The Avira AntiVir Rescue System v3.7.16 uses
ISOLINUX to boot from
the CD. It appears to be based on
Debian GNU/Linux judging by
the contents of /etc/proc/version
.
root@RescueSystem:/# cat /proc/version Linux version 2.6.35.1 (cgossenberger@lx-i386-gc236) (gcc version 4.1.2 20061115 (prerelease) (Debian 4.1.1-21)) #1 SMP Thu Aug 12 13:33:53 CEST 2010
At the AntiVir Rescue System download page, you can download an iso file from which you can burn a CD, if you already have CD burning software that can write ISO files to CDs, or you can download an exe file from the Avira download page and use it to create a bootable rescue CD containing the Avira antivirus software.
When I scanned a system with an Avira AntiVir Rescue System CD today, which I had previously scanned with 5 other rescue CDs and 3 antivirus/antispyware programs within Microsoft Windows, the Avira antivirus software still found 2 remaining infected files.
Avira / Linux Version 1.9.152.0
Statistics: Directories...........: 15710 Archives..............: 3143 Files...............: 312237 Infected...........: 2 Renamed...........: 2 Warnings............: 3 Suspicious..........: 0 Infection.............: 2
Avira puts a .vir extension on infected files it renames.
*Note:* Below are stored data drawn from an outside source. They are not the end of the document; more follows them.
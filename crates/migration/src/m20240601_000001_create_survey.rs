//! Create `survey` table.
//!
//! One row per submitted survey, owned by the surveyor's email.
//! Ids are 64-bit and `AUTOINCREMENT` on SQLite, so ids of deleted rows are never reused.
use sea_orm_migration::sea_orm::DatabaseBackend;
use sea_orm_migration::{prelude::*, schema::*};

#[derive(DeriveMigrationName)]
pub struct Migration;

#[async_trait::async_trait]
impl MigrationTrait for Migration {
    async fn up(&self, manager: &SchemaManager) -> Result<(), DbErr> {
        // SQLite only allows AUTOINCREMENT on `INTEGER PRIMARY KEY`, which is already 64-bit
        let id = match manager.get_database_backend() {
            DatabaseBackend::Sqlite => pk_auto(Survey::Id),
            _ => big_integer(Survey::Id).auto_increment().primary_key().take(),
        };
        manager
            .create_table(
                Table::create()
                    .table(Survey::Table)
                    .if_not_exists()
                    .col(id)
                    .col(text(Survey::SurveyorEmail))
                    .col(text(Survey::Name))
                    .col(integer(Survey::Age))
                    .col(text(Survey::Address))
                    .col(text(Survey::Symptoms))
                    .col(double_null(Survey::Latitude))
                    .col(double_null(Survey::Longitude))
                    .col(timestamp_with_time_zone(Survey::CreatedAt))
                    .col(timestamp_with_time_zone(Survey::UpdatedAt))
                    .to_owned(),
            )
            .await
    }

    async fn down(&self, manager: &SchemaManager) -> Result<(), DbErr> {
        manager.drop_table(Table::drop().table(Survey::Table).to_owned()).await
    }
}

#[derive(DeriveIden)]
enum Survey {
    Table,
    Id,
    SurveyorEmail,
    Name,
    Age,
    Address,
    Symptoms,
    Latitude,
    Longitude,
    CreatedAt,
    UpdatedAt,
}
use axum::extract::rejection::{JsonRejection, QueryRejection};
use axum::http::StatusCode;
use axum::response::{IntoResponse, Response};
use axum::Json;
use common::types::ApiResponse;
use service::errors::ServiceError;
use tracing::{error, warn};

/// Failure rendered as the `{success:false, error, message}` envelope.
#[derive(Debug)]
pub struct ApiError {
    pub status: StatusCode,
    pub error: &'static str,
    pub message: String,
}

impl ApiError {
    pub fn new(status: StatusCode, error: &'static str, message: impl Into<String>) -> Self {
        Self { status, error, message: message.into() }
    }

    pub fn validation(message: impl Into<String>) -> Self {
        Self::new(StatusCode::BAD_REQUEST, "Validation Error", message)
    }
}

impl From<ServiceError> for ApiError {
    fn from(e: ServiceError) -> Self {
        match e {
            ServiceError::Validation(msg) => ApiError::validation(msg),
            ServiceError::NotFound(msg) => ApiError::new(StatusCode::NOT_FOUND, "Not Found", msg),
            ServiceError::Storage(msg) => {
                // Driver details stay in the log, callers get a generic message
                error!(err = %msg, "survey storage failure");
                ApiError::new(StatusCode::INTERNAL_SERVER_ERROR, "Storage Error", "storage error")
            }
        }
    }
}

impl From<JsonRejection> for ApiError {
    fn from(rejection: JsonRejection) -> Self {
        warn!(err = %rejection.body_text(), "rejected request body");
        ApiError::validation(rejection.body_text())
    }
}

impl From<QueryRejection> for ApiError {
    fn from(rejection: QueryRejection) -> Self {
        warn!(err = %rejection.body_text(), "rejected query string");
        ApiError::validation(rejection.body_text())
    }
}

impl IntoResponse for ApiError {
    fn into_response(self) -> Response {
        let body = ApiResponse::<()>::failure(self.error, self.message);
        (self.status, Json(body)).into_response()
    }
}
So if an infected file was named badfile.avi, when it is renamed it will be badfile.avi.vir.
When the scan completed, I saved the results of the scan in rescue-system_scan.log, which I was able to transfer to another system with scp.
You can get a shell prompt by hitting Ctrl-Alt-F2 or selecting "Miscellaneous" from the GUI interface and then selecting "Command line". You can return to the GUI interface by hitting Alt-F7.
I hit Ctrl-Alt-F2 to get a shell prompt and used scp to transfer the log file to another system.